What to work on
Go through the data and retrieve each line that includes the string "MessageRole".

Saved data entries:
//! An `OpenAI`-compatible [`LlmProvider`] (LM Studio, `OpenAI`, vLLM,
//! Ollama's compat endpoint, or any other server speaking the same wire
//! format). Adapted from the teacher's `astrid-llm::openai_compat`, with
//! `stream()` dropped — this crate never streams (spec §1 non-goal) — and
//! `CompletionParams` (model/`max_tokens`/temperature) taken per-call
//! rather than fixed at construction, matching this workspace's
//! [`LlmProvider::complete`] signature.

use async_trait::async_trait;
use reqwest::Client;
use serde::Deserialize;
use serde_json::Value;
use tracing::{debug, error};

use crate::error::{LlmError, LlmResult};
use crate::provider::LlmProvider;
use crate::types::{
    CompletionParams, LlmResponse, LlmToolDefinition, Message, MessageContent, MessageRole,
    StopReason, ToolCall, Usage,
};

const DEFAULT_OPENAI_URL: &str = "https://api.openai.com/v1/chat/completions";

/// `OpenAI`-compatible chat-completions provider.
pub struct OpenAiCompatProvider {
    client: Client,
    base_url: String,
    api_key: Option<String>,
    max_context: usize,
}

impl OpenAiCompatProvider {
    /// Build a provider against a custom endpoint (LM Studio, vLLM, a
    /// self-hosted gateway, …). `api_key` is optional since local
    /// endpoints typically don't require one.
    #[must_use]
    pub fn custom(base_url: impl Into<String>, api_key: Option<String>) -> Self {
        Self {
            client: Client::new(),
            base_url: base_url.into(),
            api_key,
            max_context: 32_768,
        }
    }

    /// Build a provider against the public `OpenAI` API.
    #[must_use]
    pub fn openai(api_key: impl Into<String>) -> Self {
        Self {
            client: Client::new(),
            base_url: DEFAULT_OPENAI_URL.to_string(),
            api_key: Some(api_key.into()),
            max_context: 128_000,
        }
    }

    /// Override the max context length reported to callers.
    #[must_use]
    pub fn with_max_context(mut self, max_context: usize) -> Self {
        self.max_context = max_context;
        self
    }

    fn is_local(&self) -> bool {
        let lower = self.base_url.to_lowercase();
        lower.contains("localhost") || lower.contains("127.0.0.1") || lower.contains("[::1]")
    }

    fn build_request(
        &self,
        messages: &[Message],
        tools: &[LlmToolDefinition],
        system: &str,
        params: &CompletionParams,
    ) -> Value {
        let mut wire_messages = Vec::new();
        if !system.is_empty() {
            wire_messages.push(serde_json::json!({"role": "system", "content": system}));
        }
        wire_messages.extend(messages.iter().map(convert_message));

        let mut request = serde_json::json!({
            "model": params.model,
            "messages": wire_messages,
            "max_tokens": params.max_tokens,
            "temperature": params.temperature,
            "stream": false,
        });

        if !tools.is_empty() {
            let wire_tools: Vec<Value> = tools
                .iter()
                .map(|t| {
                    let mut parameters = t.input_schema.clone();
                    if let Some(obj) = parameters.as_object_mut() {
                        obj.entry("properties").or_insert_with(|| serde_json::json!({}));
                    }
                    serde_json::json!({
                        "type": "function",
                        "function": {
                            "name": t.name,
                            "description": t.description,
                            "parameters": parameters,
                        }
                    })
                })
                .collect();
            request["tools"] = Value::Array(wire_tools);
        }

        request
    }
}

fn convert_message(msg: &Message) -> Value {
    let role = match msg.role {
        MessageRole::System => "system",
        MessageRole::User => "user",
        MessageRole::Assistant => "assistant",
        MessageRole::Tool => "tool",
    };

    match &msg.content {
        MessageContent::Text(text) => serde_json::json!({"role": role, "content": text}),
        MessageContent::ToolCalls(calls) => {
            let wire_calls: Vec<Value> = calls
                .iter()
                .map(|tc| {
                    serde_json::json!({
                        "id": tc.id,
                        "type": "function",
                        "function": {
                            "name": tc.name,
                            "arguments": serde_json::to_string(&tc.arguments).unwrap_or_default(),
                        }
                    })
                })
                .collect();
            serde_json::json!({"role": "assistant", "content": Value::Null, "tool_calls": wire_calls})
        }
        MessageContent::ToolResult(result) => {
            serde_json::json!({"role": "tool", "tool_call_id": result.call_id, "content": result.content})
        }
    }
}

#[async_trait]
impl LlmProvider for OpenAiCompatProvider {
    fn name(&self) -> &str {
        "openai-compat"
    }

    async fn complete(
        &self,
        messages: &[Message],
        tools: &[LlmToolDefinition],
        system: &str,
        params: &CompletionParams,
    ) -> LlmResult<LlmResponse> {
        if self.api_key.as_ref().is_none_or(String::is_empty) && !self.is_local() {
            return Err(LlmError::ApiKeyNotConfigured {
                provider: "openai-compat".to_string(),
            });
        }

        let request_body = self.build_request(messages, tools, system, params);
        debug!(model = %params.model, base_url = %self.base_url, "openai-compat completion request");

        let mut request = self.client.post(&self.base_url).header("Content-Type", "application/json");
        if let Some(api_key) = &self.api_key {
            let mut header = reqwest::header::HeaderValue::try_from(format!("Bearer {api_key}"))
                .map_err(|e| LlmError::ApiRequestFailed(format!("invalid api key characters: {e}")))?;
            header.set_sensitive(true);
            request = request.header("Authorization", header);
        }

        let response = request.json(&request_body).send().await?;
        if !response.status().is_success() {
            let status = response.status().as_u16();
            let body = response.text().await.unwrap_or_default();
            error!(status, body = %body, "openai-compat error response");
            return Err(LlmError::InvalidResponse(format!("HTTP {status}: {body}")));
        }

        let parsed: WireResponse = response.json().await.map_err(|e| LlmError::InvalidResponse(e.to_string()))?;
        let choice = parsed
            .choices
            .into_iter()
            .next()
            .ok_or_else(|| LlmError::InvalidResponse("no choices in response".to_string()))?;

        let (content, has_tool_calls) = match choice.message.tool_calls {
            Some(calls) if !calls.is_empty() => {
                let mut converted = Vec::with_capacity(calls.len());
                for tc in calls {
                    let arguments: Value = serde_json::from_str(&tc.function.arguments)
                        .map_err(|e| LlmError::InvalidResponse(format!("invalid tool arguments json: {e}")))?;
                    converted.push(ToolCall { id: tc.id, name: tc.function.name, arguments });
                }
                (MessageContent::ToolCalls(converted), true)
            }
            _ => (MessageContent::Text(choice.message.content.unwrap_or_default()), false),
        };

        let stop_reason = match choice.finish_reason.as_deref() {
            Some("length") => StopReason::MaxTokens,
            Some("tool_calls") => StopReason::ToolUse,
            Some("content_filter") => StopReason::StopSequence,
            _ => StopReason::EndTurn,
        };

        Ok(LlmResponse {
            message: Message { role: MessageRole::Assistant, content },
            has_tool_calls,
            stop_reason,
            usage: Usage {
                input_tokens: parsed.usage.prompt_tokens,
                output_tokens: parsed.usage.completion_tokens,
            },
        })
    }

    fn max_context_length(&self) -> usize {
        self.max_context
    }
}

impl std::fmt::Debug for OpenAiCompatProvider {
    fn fmt(&self, f: &mut std::fmt::Formatter<'_>) -> std::fmt::Result {
        f.debug_struct("OpenAiCompatProvider")
            .field("base_url", &self.base_url)
            .field("has_api_key", &self.api_key.is_some())
            .field("max_context", &self.max_context)
            .finish_non_exhaustive()
    }
}

#[derive(Debug, Deserialize)]
struct WireResponse {
    choices: Vec<WireChoice>,
    usage: WireUsage,
}

#[derive(Debug, Deserialize)]
struct WireChoice {
    message: WireMessage,
    finish_reason: Option<String>,
}

#[derive(Debug, Deserialize)]
struct WireMessage {
    content: Option<String>,
    tool_calls: Option<Vec<WireToolCall>>,
}

#[derive(Debug, Deserialize)]
struct WireToolCall {
    id: String,
    function: WireFunctionCall,
}

#[derive(Debug, Deserialize)]
struct WireFunctionCall {
    name: String,
    arguments: String,
}

#[derive(Debug, Deserialize)]
struct WireUsage {
    prompt_tokens: usize,
    completion_tokens: usize,
}

#[cfg(test)]
mod tests {
    use super::*;

    #[test]
    fn custom_provider_stores_endpoint() {
        let provider = OpenAiCompatProvider::custom("http://localhost:1234/v1/chat/completions", None);
        assert!(provider.is_local());
        assert_eq!(provider.name(), "openai-compat");
    }

    #[test]
    fn openai_provider_requires_no_local_bypass() {
        let provider = OpenAiCompatProvider::openai("sk-test");
        assert!(!provider.is_local());
        assert_eq!(provider.max_context_length(), 128_000);
    }

    #[test]
    fn build_request_includes_system_and_tools() {
        let provider = OpenAiCompatProvider::custom("http://localhost:1234/v1/chat/completions", None);
        let messages = vec![Message::user("hi")];
        let tools = vec![LlmToolDefinition::new("read_file").with_schema(serde_json::json!({"type": "object"}))];
        let params = CompletionParams::new("local-model");
        let body = provider.build_request(&messages, &tools, "be helpful", &params);

        assert_eq!(body["model"], "local-model");
        assert_eq!(body["stream"], false);
        assert!(body["messages"].as_array().unwrap().len() >= 2);
        assert_eq!(body["tools"][0]["function"]["name"], "read_file");
    }

    #[tokio::test]
    async fn missing_api_key_on_remote_endpoint_errors() {
        let provider = OpenAiCompatProvider::custom("https://example.com/v1/chat/completions", None);
        let params = CompletionParams::new("gpt-test");
        let err = provider.complete(&[], &[], "", &params).await.unwrap_err();
        assert!(matches!(err, LlmError::ApiKeyNotConfigured { .. }));
    }
}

Expected output
    CompletionParams, LlmResponse, LlmToolDefinition, Message, MessageContent, MessageRole,
        MessageRole::System => "system",
        MessageRole::User => "user",
        MessageRole::Assistant => "assistant",
        MessageRole::Tool => "tool",
            message: Message { role: MessageRole::Assistant, content },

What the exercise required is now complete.